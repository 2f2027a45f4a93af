//! Error types for the data-motion layer.

use thiserror::Error;

/// Errors that can occur while moving volume data between pools and hosts.
#[derive(Error, Debug, Clone, PartialEq, Eq)]
pub enum DataMotionError {
    /// Source and destination host are the same.
    #[error("Source and destination host must differ: {0}")]
    SameHost(String),

    /// The VM runs on a hypervisor this strategy cannot migrate.
    #[error("Unsupported hypervisor: {0}")]
    UnsupportedHypervisor(String),

    /// Destination pools are served by different storage providers.
    #[error("Mixed storage backends: {0}")]
    MixedBackends(String),

    /// Encrypted volumes cannot be migrated by this backend.
    #[error("Encrypted volume migration is not supported: {0}")]
    EncryptedVolume(String),

    /// Nothing to migrate.
    #[error("Empty migration request: {0}")]
    EmptyRequest(String),

    /// No registered strategy accepts the request.
    #[error("No data motion strategy can handle request: {0}")]
    NoStrategy(String),

    /// Volume record was not found.
    #[error("Volume not found: {0}")]
    VolumeNotFound(String),

    /// Storage pool was not found.
    #[error("Storage pool not found: {0}")]
    PoolNotFound(String),

    /// Host was not found.
    #[error("Host not found: {0}")]
    HostNotFound(String),

    /// Snapshot record was not found.
    #[error("Snapshot not found: {0}")]
    SnapshotNotFound(String),

    /// Volume lifecycle state machine rejected an event.
    #[error("Invalid volume state transition: {0}")]
    InvalidStateTransition(String),

    /// Storage control plane call failed.
    #[error("Storage backend error: {0}")]
    Backend(String),

    /// Record store failure.
    #[error("Persistence error: {0}")]
    Persistence(String),

    /// Agent could not be reached.
    #[error("Agent unavailable: {0}")]
    AgentUnavailable(String),

    /// Agent command did not answer in time.
    #[error("Operation timed out: {0}")]
    OperationTimedOut(String),

    /// Agent answered with a negative result.
    #[error("Agent command failed: {0}")]
    CommandFailed(String),

    /// Target attach/detach failed.
    #[error("Target connectivity error: {0}")]
    Connectivity(String),

    /// Invalid configuration.
    #[error("Invalid configuration: {0}")]
    InvalidConfig(String),

    /// Internal error.
    #[error("Internal error: {0}")]
    Internal(String),
}

impl DataMotionError {
    /// Precondition failures are reported before any side effect happens.
    pub fn is_precondition(&self) -> bool {
        matches!(
            self,
            Self::SameHost(_)
                | Self::UnsupportedHypervisor(_)
                | Self::MixedBackends(_)
                | Self::EncryptedVolume(_)
                | Self::EmptyRequest(_)
                | Self::NoStrategy(_)
                | Self::VolumeNotFound(_)
                | Self::PoolNotFound(_)
                | Self::HostNotFound(_)
        )
    }
}

/// Failures raised by the agent command channel itself.
///
/// Anything else an agent reports travels inside the answer.
#[derive(Error, Debug, Clone, PartialEq, Eq)]
pub enum ChannelError {
    /// The host's agent is disconnected or unreachable.
    #[error("agent on host {0} is unavailable")]
    AgentUnavailable(String),

    /// No answer within the allotted time.
    #[error("command to host {0} timed out after {1}s")]
    OperationTimedOut(String, u64),

    /// The command could not be delivered or its answer not decoded.
    #[error("transport failure talking to host {0}: {1}")]
    Transport(String, String),
}

impl From<ChannelError> for DataMotionError {
    fn from(err: ChannelError) -> Self {
        match err {
            ChannelError::AgentUnavailable(_) => Self::AgentUnavailable(err.to_string()),
            ChannelError::OperationTimedOut(..) => Self::OperationTimedOut(err.to_string()),
            ChannelError::Transport(..) => Self::CommandFailed(err.to_string()),
        }
    }
}

/// Result type alias for data-motion operations.
pub type Result<T> = std::result::Result<T, DataMotionError>;

#[cfg(test)]
mod tests {
    use super::*;

    #[test]
    fn test_precondition_classification() {
        assert!(DataMotionError::SameHost("host-1".into()).is_precondition());
        assert!(DataMotionError::EncryptedVolume("vol-1".into()).is_precondition());
        assert!(!DataMotionError::Backend("boom".into()).is_precondition());
        assert!(!DataMotionError::OperationTimedOut("x".into()).is_precondition());
    }

    #[test]
    fn test_channel_error_conversion() {
        let err: DataMotionError = ChannelError::OperationTimedOut("7".into(), 30).into();
        assert!(matches!(err, DataMotionError::OperationTimedOut(_)));
        assert!(err.to_string().contains("timed out after 30s"));

        let err: DataMotionError = ChannelError::AgentUnavailable("7".into()).into();
        assert!(matches!(err, DataMotionError::AgentUnavailable(_)));

        let err: DataMotionError = ChannelError::Transport("7".into(), "bad frame".into()).into();
        assert!(matches!(err, DataMotionError::CommandFailed(_)));
    }
}
#[async_trait]
impl DataMotionStrategy for MigrationOrchestrator {
    fn kind(&self) -> StrategyKind {
        StrategyKind::BackendSpecific(self.provider.clone())
    }

    async fn can_handle(&self, request: &MigrationRequest) -> StrategyPriority {
        if !SUPPORTED_HYPERVISORS.contains(&request.vm.hypervisor) {
            return StrategyPriority::CantHandle;
        }

        for (volume_id, dest_pool_id) in &request.volumes {
            let source_pool_id = match self.volumes.find_by_id(*volume_id).await {
                Ok(Some(volume)) => volume.pool_id,
                _ => None,
            };
            let Some(source_pool_id) = source_pool_id else {
                return StrategyPriority::CantHandle;
            };

            for pool_id in [source_pool_id, *dest_pool_id] {
                match self.pools.find_pool(pool_id).await {
                    Ok(Some(pool)) if pool.provider == self.provider => {}
                    _ => return StrategyPriority::CantHandle,
                }
            }
        }

        StrategyPriority::Plugin
    }

    async fn migrate_volumes_and_vm(&self, request: MigrationRequest) -> Result<CompletionSignal> {
        MigrationOrchestrator::migrate_volumes_and_vm(self, request).await
    }
}
//! Storage pool and host directories.
//!
//! Resolve logical identifiers to connection descriptors and host addresses.

use async_trait::async_trait;
use std::collections::HashMap;
use std::sync::Arc;
use tokio::sync::RwLock;

use crate::error::{DataMotionError, Result};
use crate::types::{HostId, HostInfo, PoolId, ProviderId, StoragePool};

/// Resolves storage pool identifiers.
#[async_trait]
pub trait StoragePoolDirectory: Send + Sync {
    /// Look up a pool by id.
    async fn find_pool(&self, pool_id: PoolId) -> Result<Option<StoragePool>>;

    /// Look up a pool, failing if it is unknown.
    async fn get_pool(&self, pool_id: PoolId) -> Result<StoragePool> {
        self.find_pool(pool_id)
            .await?
            .ok_or_else(|| DataMotionError::PoolNotFound(pool_id.to_string()))
    }

    /// Provider serving a pool.
    async fn provider_of(&self, pool_id: PoolId) -> Result<ProviderId> {
        Ok(self.get_pool(pool_id).await?.provider)
    }
}

/// Resolves host identifiers.
#[async_trait]
pub trait HostDirectory: Send + Sync {
    /// Look up a host by id.
    async fn find_host(&self, host_id: HostId) -> Result<Option<HostInfo>>;

    /// Look up a host, failing if it is unknown.
    async fn get_host(&self, host_id: HostId) -> Result<HostInfo> {
        self.find_host(host_id)
            .await?
            .ok_or_else(|| DataMotionError::HostNotFound(host_id.to_string()))
    }
}

/// In-memory pool directory.
#[derive(Default)]
pub struct InMemoryPoolDirectory {
    pools: Arc<RwLock<HashMap<PoolId, StoragePool>>>,
}

impl InMemoryPoolDirectory {
    pub fn new() -> Self {
        Self::default()
    }

    /// Register or replace a pool.
    pub async fn register(&self, pool: StoragePool) {
        let mut pools = self.pools.write().await;
        pools.insert(pool.id, pool);
    }
}

#[async_trait]
impl StoragePoolDirectory for InMemoryPoolDirectory {
    async fn find_pool(&self, pool_id: PoolId) -> Result<Option<StoragePool>> {
        let pools = self.pools.read().await;
        Ok(pools.get(&pool_id).cloned())
    }
}

/// In-memory host directory.
#[derive(Default)]
pub struct InMemoryHostDirectory {
    hosts: Arc<RwLock<HashMap<HostId, HostInfo>>>,
}

impl InMemoryHostDirectory {
    pub fn new() -> Self {
        Self::default()
    }

    /// Register or replace a host.
    pub async fn register(&self, host: HostInfo) {
        let mut hosts = self.hosts.write().await;
        hosts.insert(host.id, host);
    }
}

#[async_trait]
impl HostDirectory for InMemoryHostDirectory {
    async fn find_host(&self, host_id: HostId) -> Result<Option<HostInfo>> {
        let hosts = self.hosts.read().await;
        Ok(hosts.get(&host_id).cloned())
    }
}

#[cfg(test)]
mod tests {
    use super::*;
    use crate::types::{ConnectionDescriptor, HypervisorType, PoolCapacity, PoolType, StorageProtocol};

    fn pool(id: u64, provider: &str) -> StoragePool {
        StoragePool {
            id: PoolId(id),
            uuid: format!("pool-{}", id),
            name: format!("pool-{}", id),
            pool_type: PoolType::SharedBlock,
            provider: ProviderId::new(provider),
            pod_id: None,
            cluster_id: None,
            connection: ConnectionDescriptor {
                address: "10.0.0.10".to_string(),
                port: None,
                protocol: StorageProtocol::NativeBlock,
                credentials_ref: None,
                parameters: HashMap::new(),
            },
            capacity: PoolCapacity::default(),
        }
    }

    #[tokio::test]
    async fn test_pool_lookup() {
        let dir = InMemoryPoolDirectory::new();
        dir.register(pool(1, "StorPool")).await;

        assert_eq!(dir.provider_of(PoolId(1)).await.unwrap().as_str(), "StorPool");
        let err = dir.get_pool(PoolId(2)).await.unwrap_err();
        assert!(matches!(err, DataMotionError::PoolNotFound(_)));
    }

    #[tokio::test]
    async fn test_host_lookup() {
        let dir = InMemoryHostDirectory::new();
        dir.register(HostInfo {
            id: HostId(3),
            name: "kvm-3".to_string(),
            private_address: "10.0.1.3".to_string(),
            hypervisor: HypervisorType::Kvm,
            cluster_id: Some(1),
        })
        .await;

        assert_eq!(dir.get_host(HostId(3)).await.unwrap().name, "kvm-3");
        assert!(dir.get_host(HostId(4)).await.is_err());
    }
}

Assignment> For the material above, how many lines contain the word "write"? Only the number should be given.

Written answer> 2